Among the records that follow, count the lines with the string "SharePointSettings"; report only that count.
Segment Start: PROVIDED RECORDS
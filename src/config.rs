//! INI configuration loading.
//!
//! Jobs share one configuration file with a section per external system and a
//! section per job. Section accessors return typed settings structs and fail
//! with the section and key names when something required is absent.

use std::path::{Path, PathBuf};

use ini::{Ini, Properties};
use tracing::info;

use crate::db::DbSettings;
use crate::error::{EtlError, Result};
use crate::sharepoint::SharePointSettings;

/// Default number of rows per INSERT batch when the config does not set one.
pub const DEFAULT_BATCH_SIZE: usize = 500;

/// Settings for the monthly CSV import job.
#[derive(Debug, Clone)]
pub struct MonthlyImportSettings {
    /// Directory scanned for report drops.
    pub folder_path: PathBuf,
    /// Glob pattern selecting candidate files, e.g. `*.csv`.
    pub file_pattern: String,
    /// Destination table.
    pub table_name: String,
    /// Rows per INSERT batch.
    pub batch_size: usize,
}

/// Settings for the TIN report export job.
#[derive(Debug, Clone)]
pub struct TinExportSettings {
    /// Server-relative URL of the TIN list file on SharePoint.
    pub tins_path: String,
    /// Table queried for the report rows.
    pub report_table: String,
    /// Server-relative URL of the SharePoint folder receiving the report.
    pub report_folder: String,
    /// Report name; the upload is prefixed with the run date.
    pub report_name: String,
}

/// Settings for the supervisor roster sync job.
#[derive(Debug, Clone)]
pub struct SupervisorSyncSettings {
    /// Server-relative URL of the roster file on SharePoint.
    pub list_path: String,
    /// Live table kept in sync with the roster.
    pub table: String,
    /// Backup table refreshed before the sync touches the live table.
    pub backup_table: String,
}

/// Settings for the CSV export job.
#[derive(Debug, Clone)]
pub struct CsvExportSettings {
    /// Query producing the export rows.
    pub query: String,
    /// Directory receiving the dated CSV file.
    pub output_dir: PathBuf,
    /// File name prefix; the output is `<date>_<prefix>.csv`.
    pub file_prefix: String,
}

/// Loaded configuration file.
pub struct Config {
    ini: Ini,
}

impl Config {
    /// Reads the configuration file from the provided path.
    pub fn load(path: &Path) -> Result<Self> {
        if !path.exists() {
            return Err(EtlError::MissingInput(path.to_path_buf()));
        }
        let ini = Ini::load_from_file(path)?;
        info!(path = %path.display(), "configuration loaded");
        Ok(Self { ini })
    }

    /// Database credentials and connection strategy flags.
    pub fn database(&self) -> Result<DbSettings> {
        let section = self.section("DatabaseConfig")?;
        Ok(DbSettings {
            server: required(section, "DatabaseConfig", "server")?,
            database: required(section, "DatabaseConfig", "database")?,
            username: required(section, "DatabaseConfig", "username")?,
            password: required(section, "DatabaseConfig", "password")?,
            sso: optional(section, "sso").map(|value| parse_flag(&value)).unwrap_or(true),
            driver_conn: optional(section, "driver_conn").and_then(normalize_driver_conn),
        })
    }

    /// SharePoint site URL and credentials.
    pub fn sharepoint(&self) -> Result<SharePointSettings> {
        let section = self.section("SharePointConfig")?;
        Ok(SharePointSettings {
            site_url: required(section, "SharePointConfig", "site_url")?,
            username: required(section, "SharePointConfig", "username")?,
            password: required(section, "SharePointConfig", "password")?,
        })
    }

    /// Settings for the monthly CSV import job.
    pub fn monthly_import(&self) -> Result<MonthlyImportSettings> {
        let section = self.section("MonthlyImport")?;
        let batch_size = match optional(section, "batch_size") {
            Some(value) => {
                value
                    .parse()
                    .map_err(|_| EtlError::InvalidConfigValue {
                        section: "MonthlyImport".to_string(),
                        key: "batch_size".to_string(),
                        value,
                    })?
            }
            None => DEFAULT_BATCH_SIZE,
        };
        Ok(MonthlyImportSettings {
            folder_path: PathBuf::from(required(section, "MonthlyImport", "folder_path")?),
            file_pattern: required(section, "MonthlyImport", "file_pattern")?,
            table_name: required(section, "MonthlyImport", "table_name")?,
            batch_size,
        })
    }

    /// Settings for the TIN report export job.
    pub fn tin_export(&self) -> Result<TinExportSettings> {
        let section = self.section("TinExport")?;
        Ok(TinExportSettings {
            tins_path: required(section, "TinExport", "tins_path")?,
            report_table: required(section, "TinExport", "report_table")?,
            report_folder: required(section, "TinExport", "report_folder")?,
            report_name: required(section, "TinExport", "report_name")?,
        })
    }

    /// Settings for the supervisor roster sync job.
    pub fn supervisor_sync(&self) -> Result<SupervisorSyncSettings> {
        let section = self.section("SupervisorSync")?;
        Ok(SupervisorSyncSettings {
            list_path: required(section, "SupervisorSync", "list_path")?,
            table: required(section, "SupervisorSync", "table")?,
            backup_table: required(section, "SupervisorSync", "backup_table")?,
        })
    }

    /// Settings for the CSV export job.
    pub fn csv_export(&self) -> Result<CsvExportSettings> {
        let section = self.section("CsvExport")?;
        Ok(CsvExportSettings {
            query: required(section, "CsvExport", "query")?,
            output_dir: PathBuf::from(required(section, "CsvExport", "output_dir")?),
            file_prefix: required(section, "CsvExport", "file_prefix")?,
        })
    }

    fn section(&self, name: &str) -> Result<&Properties> {
        self.ini
            .section(Some(name))
            .ok_or_else(|| EtlError::MissingConfigSection(name.to_string()))
    }
}

fn required(section: &Properties, section_name: &str, key: &str) -> Result<String> {
    section
        .get(key)
        .map(str::to_string)
        .ok_or_else(|| EtlError::MissingConfigKey {
            section: section_name.to_string(),
            key: key.to_string(),
        })
}

fn optional(section: &Properties, key: &str) -> Option<String> {
    section.get(key).map(str::to_string)
}

fn parse_flag(value: &str) -> bool {
    matches!(
        value.trim().to_ascii_lowercase().as_str(),
        "yes" | "true" | "1"
    )
}

// The legacy config shipped `driver_conn = no` to mean "not configured".
fn normalize_driver_conn(value: String) -> Option<String> {
    let trimmed = value.trim();
    if trimmed.is_empty() || trimmed.eq_ignore_ascii_case("no") {
        None
    } else {
        Some(trimmed.to_string())
    }
}

#[cfg(test)]
mod tests {
    use super::*;
    use std::fs;
    use tempfile::tempdir;

    const SAMPLE: &str = "\
[DatabaseConfig]
server = sqlhost
database = analytics
username = svc_provider
password = secret
sso = yes
driver_conn = no

[SharePointConfig]
site_url = https://example.sharepoint.com/sites/ProviderAnalytics
username = svc@example.com
password = secret

[MonthlyImport]
folder_path = /data/monthly
file_pattern = *.csv
table_name = dbo.oon_monthly
batch_size = 250
";

    fn load_sample() -> Config {
        let dir = tempdir().expect("temporary directory");
        let path = dir.path().join("provetl.ini");
        fs::write(&path, SAMPLE).expect("config written");
        Config::load(&path).expect("config loaded")
    }

    #[test]
    fn loads_expected_keys() {
        let config = load_sample();
        let db = config.database().expect("database section");
        assert_eq!(db.server, "sqlhost");
        assert_eq!(db.database, "analytics");
        assert!(db.sso);
        assert_eq!(db.driver_conn, None);

        let sharepoint = config.sharepoint().expect("sharepoint section");
        assert_eq!(
            sharepoint.site_url,
            "https://example.sharepoint.com/sites/ProviderAnalytics"
        );

        let monthly = config.monthly_import().expect("monthly section");
        assert_eq!(monthly.file_pattern, "*.csv");
        assert_eq!(monthly.batch_size, 250);
    }

    #[test]
    fn missing_section_is_reported_by_name() {
        let config = load_sample();
        match config.tin_export() {
            Err(EtlError::MissingConfigSection(name)) => assert_eq!(name, "TinExport"),
            other => panic!("unexpected result: {other:?}"),
        }
    }

    #[test]
    fn missing_key_is_reported_with_section() {
        let dir = tempdir().expect("temporary directory");
        let path = dir.path().join("partial.ini");
        fs::write(&path, "[DatabaseConfig]\nserver = sqlhost\n").expect("config written");
        let config = Config::load(&path).expect("config loaded");
        match config.database() {
            Err(EtlError::MissingConfigKey { section, key }) => {
                assert_eq!(section, "DatabaseConfig");
                assert_eq!(key, "database");
            }
            other => panic!("unexpected result: {other:?}"),
        }
    }

    #[test]
    fn batch_size_defaults_when_absent() {
        let dir = tempdir().expect("temporary directory");
        let path = dir.path().join("defaults.ini");
        fs::write(
            &path,
            "[MonthlyImport]\nfolder_path = /data\nfile_pattern = *.csv\ntable_name = t\n",
        )
        .expect("config written");
        let config = Config::load(&path).expect("config loaded");
        let monthly = config.monthly_import().expect("monthly section");
        assert_eq!(monthly.batch_size, DEFAULT_BATCH_SIZE);
    }
}
use chrono::Local;
use tracing::{info, warn};

use crate::config::Config;
use crate::db::{self, connect_with_fallback};
use crate::error::Result;
use crate::io::frame_to_xlsx_buffer;
use crate::sharepoint::{FileFormat, SharePointClient};

/// Column carrying the provider TINs in the SharePoint list file.
const TIN_COLUMN: &str = "PROVIDERTIN";

/// Exports the provider report for the TINs listed on SharePoint.
///
/// Reads the TIN list, queries the report table for matching rows, and
/// uploads the result back to SharePoint as a date-stamped workbook.
pub fn run(config: &Config) -> Result<()> {
    let db_settings = config.database()?;
    let sp_settings = config.sharepoint()?;
    let settings = config.tin_export()?;

    let sharepoint = SharePointClient::connect(&sp_settings)?;
    let tin_frame = sharepoint.fetch_frame(&settings.tins_path, FileFormat::Csv, None)?;
    let tins: Vec<String> = tin_frame
        .column_text(TIN_COLUMN)?
        .into_iter()
        .filter(|tin| !tin.trim().is_empty())
        .collect();
    info!(tins = tins.len(), "provider TINs fetched");

    if tins.is_empty() {
        warn!("TIN list is empty, nothing to export");
        return Ok(());
    }

    let query = format!(
        "SELECT * FROM {} WHERE {} IN ({})",
        settings.report_table,
        db::quote_ident(TIN_COLUMN),
        db::in_list(&tins)
    );

    let mut client = connect_with_fallback(&db_settings)?;
    let report = client.query(&query)?;

    if report.is_empty() {
        info!("no data found for the provider TINs");
        return Ok(());
    }

    let stamp = Local::now().format("%Y%m%d");
    let file_name = format!("{stamp}_{}.xlsx", settings.report_name);
    let workbook = frame_to_xlsx_buffer(&report)?;
    sharepoint.upload_file(&settings.report_folder, &file_name, workbook)?;
    info!(rows = report.len(), file = %file_name, "report exported to SharePoint");
    Ok(())
}
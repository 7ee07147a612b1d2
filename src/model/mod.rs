use chrono::{NaiveDate, NaiveDateTime};

use crate::error::{EtlError, Result};

/// Represents a single scalar value in a tabular dataset.
///
/// Cells keep the plain typed representation for ease of interoperability
/// with CSV, Excel, and SQL Server result sets.
#[derive(Debug, Clone, PartialEq)]
pub enum Cell {
    /// Absent value (empty CSV field, SQL NULL, blank worksheet cell).
    Null,
    /// Boolean value.
    Bool(bool),
    /// Integer value.
    Int(i64),
    /// Floating point value.
    Float(f64),
    /// Text value.
    Text(String),
    /// Calendar date without a time component.
    Date(NaiveDate),
    /// Date and time without a timezone.
    DateTime(NaiveDateTime),
}

impl Cell {
    /// Returns true for absent values and empty text.
    pub fn is_missing(&self) -> bool {
        match self {
            Cell::Null => true,
            Cell::Text(value) => value.trim().is_empty(),
            _ => false,
        }
    }

    /// Renders the cell as plain text. Absent values render as the empty
    /// string so they round-trip through CSV.
    pub fn as_text(&self) -> String {
        match self {
            Cell::Null => String::new(),
            Cell::Bool(value) => value.to_string(),
            Cell::Int(value) => value.to_string(),
            Cell::Float(value) => value.to_string(),
            Cell::Text(value) => value.clone(),
            Cell::Date(value) => value.format("%Y-%m-%d").to_string(),
            Cell::DateTime(value) => value.format("%Y-%m-%d %H:%M:%S").to_string(),
        }
    }

    /// Renders the cell as a T-SQL literal suitable for interpolation into a
    /// generated statement. Text is emitted as an N'...' literal with single
    /// quotes doubled.
    pub fn to_sql_literal(&self) -> String {
        match self {
            Cell::Null => "NULL".to_string(),
            Cell::Bool(true) => "1".to_string(),
            Cell::Bool(false) => "0".to_string(),
            Cell::Int(value) => value.to_string(),
            Cell::Float(value) => value.to_string(),
            Cell::Text(value) => format!("N'{}'", value.replace('\'', "''")),
            Cell::Date(value) => format!("'{}'", value.format("%Y-%m-%d")),
            Cell::DateTime(value) => format!("'{}'", value.format("%Y-%m-%d %H:%M:%S")),
        }
    }
}

/// An in-memory table: ordered column names plus rows of cells.
///
/// Frames are transient; they live for the duration of a single job run and
/// carry no schema beyond the column names observed in the source.
#[derive(Debug, Clone, PartialEq, Default)]
pub struct Frame {
    /// Column names in source order.
    pub columns: Vec<String>,
    /// Row data; every row has exactly one cell per column.
    pub rows: Vec<Vec<Cell>>,
}

impl Frame {
    /// Creates an empty frame with the provided column names.
    pub fn new(columns: Vec<String>) -> Self {
        Self {
            columns,
            rows: Vec::new(),
        }
    }

    /// Appends a row, enforcing that its arity matches the column count.
    pub fn push_row(&mut self, row: Vec<Cell>) -> Result<()> {
        if row.len() != self.columns.len() {
            return Err(EtlError::InvalidTable(format!(
                "row has {} cells, expected {}",
                row.len(),
                self.columns.len()
            )));
        }
        self.rows.push(row);
        Ok(())
    }

    /// Number of rows.
    pub fn len(&self) -> usize {
        self.rows.len()
    }

    /// True when the frame holds no rows.
    pub fn is_empty(&self) -> bool {
        self.rows.is_empty()
    }

    /// Index of the named column, if present.
    pub fn column_index(&self, name: &str) -> Option<usize> {
        self.columns.iter().position(|column| column == name)
    }

    /// Index of the named column, failing with the column name when absent.
    pub fn require_column(&self, name: &str) -> Result<usize> {
        self.column_index(name)
            .ok_or_else(|| EtlError::MissingColumn(name.to_string()))
    }

    /// Text values of the named column, one entry per row.
    pub fn column_text(&self, name: &str) -> Result<Vec<String>> {
        let index = self.require_column(name)?;
        Ok(self.rows.iter().map(|row| row[index].as_text()).collect())
    }

    /// Per-column count of missing values, in column order.
    pub fn missing_counts(&self) -> Vec<(String, usize)> {
        self.columns
            .iter()
            .enumerate()
            .map(|(index, name)| {
                let missing = self
                    .rows
                    .iter()
                    .filter(|row| row[index].is_missing())
                    .count();
                (name.clone(), missing)
            })
            .collect()
    }
}

#[cfg(test)]
mod tests {
    use super::*;

    fn sample_frame() -> Frame {
        let mut frame = Frame::new(vec!["id".to_string(), "name".to_string()]);
        frame
            .push_row(vec![Cell::Int(1), Cell::Text("Alice".to_string())])
            .expect("row pushed");
        frame
            .push_row(vec![Cell::Int(2), Cell::Null])
            .expect("row pushed");
        frame
    }

    #[test]
    fn push_row_rejects_arity_mismatch() {
        let mut frame = sample_frame();
        let result = frame.push_row(vec![Cell::Int(3)]);
        assert!(matches!(result, Err(EtlError::InvalidTable(_))));
    }

    #[test]
    fn require_column_names_the_missing_column() {
        let frame = sample_frame();
        assert_eq!(frame.require_column("name").expect("column found"), 1);
        match frame.require_column("absent") {
            Err(EtlError::MissingColumn(name)) => assert_eq!(name, "absent"),
            other => panic!("unexpected result: {other:?}"),
        }
    }

    #[test]
    fn missing_counts_include_null_and_blank_text() {
        let mut frame = sample_frame();
        frame
            .push_row(vec![Cell::Int(3), Cell::Text("  ".to_string())])
            .expect("row pushed");
        let counts = frame.missing_counts();
        assert_eq!(counts, vec![("id".to_string(), 0), ("name".to_string(), 2)]);
    }

    #[test]
    fn sql_literal_escapes_quotes() {
        let cell = Cell::Text("O'Hara".to_string());
        assert_eq!(cell.to_sql_literal(), "N'O''Hara'");
        assert_eq!(Cell::Null.to_sql_literal(), "NULL");
        assert_eq!(Cell::Bool(true).to_sql_literal(), "1");
    }
}
use std::path::PathBuf;

use thiserror::Error;

/// Convenient alias for fallible results returned throughout the crate.
pub type Result<T> = std::result::Result<T, EtlError>;

/// Error type covering the different failure cases that can occur when a job
/// loads configuration, talks to SharePoint or SQL Server, or moves files.
#[derive(Debug, Error)]
pub enum EtlError {
    /// Wrapper for IO failures such as reading or writing files.
    #[error("I/O error: {0}")]
    Io(#[from] std::io::Error),

    /// Raised when the configuration file cannot be read or parsed.
    #[error("config error: {0}")]
    Config(#[from] ini::Error),

    /// Raised when a required configuration key is absent.
    #[error("missing config key '{key}' in section [{section}]")]
    MissingConfigKey { section: String, key: String },

    /// Raised when a required configuration section is absent.
    #[error("missing config section [{0}]")]
    MissingConfigSection(String),

    /// Raised when a configuration value fails to parse.
    #[error("invalid value '{value}' for config key '{key}' in section [{section}]")]
    InvalidConfigValue {
        section: String,
        key: String,
        value: String,
    },

    /// Raised when JSON parsing or serialization fails.
    #[error("JSON error: {0}")]
    Json(#[from] serde_json::Error),

    /// Errors bubbled up from the CSV reader or writer.
    #[error("CSV error: {0}")]
    Csv(#[from] csv::Error),

    /// Errors bubbled up from the Excel writer implementation.
    #[error("Excel write error: {0}")]
    ExcelWrite(#[from] rust_xlsxwriter::XlsxError),

    /// Errors bubbled up from the Excel reader implementation.
    #[error("Excel read error: {0}")]
    ExcelRead(#[from] calamine::XlsxError),

    /// Raised when a workbook or data file does not have the expected shape.
    #[error("invalid table data: {0}")]
    InvalidTable(String),

    /// Raised when a fetched table lacks a column a job depends on.
    #[error("missing column '{0}' in fetched data")]
    MissingColumn(String),

    /// Errors bubbled up from the HTTP client.
    #[error("HTTP error: {0}")]
    Http(#[from] reqwest::Error),

    /// Raised when SharePoint rejects the supplied credentials.
    #[error("SharePoint authentication failed: {0}")]
    SharePointAuth(String),

    /// Raised when a SharePoint REST call returns a non-success status.
    #[error("SharePoint API error (status {status}): {message}")]
    SharePointApi { status: u16, message: String },

    /// Errors bubbled up from the SQL Server driver.
    #[error("SQL error: {0}")]
    Sql(#[from] tiberius::error::Error),

    /// Raised when every configured connection strategy has been exhausted.
    #[error("all database connection strategies failed, last error: {last}")]
    AllConnectionsFailed { last: String },

    /// Raised when a glob pattern cannot be compiled.
    #[error("invalid file pattern: {0}")]
    Pattern(#[from] glob::PatternError),

    /// Raised when no file in a directory matches the configured pattern.
    #[error("no files matching '{0}'")]
    NoFilesMatched(String),

    /// Raised when a job receives an unsupported remote file format.
    #[error("unsupported file format: {0}")]
    UnsupportedFormat(String),

    /// Raised when the user provides a path that does not exist.
    #[error("input file not found: {0}")]
    MissingInput(PathBuf),

    /// Raised when the tracing subscriber fails to initialise.
    #[error("failed to initialise logging: {0}")]
    Logging(String),
}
Segment End: PROVIDED RECORDS
§ **WRITTEN RESPONSE**: 3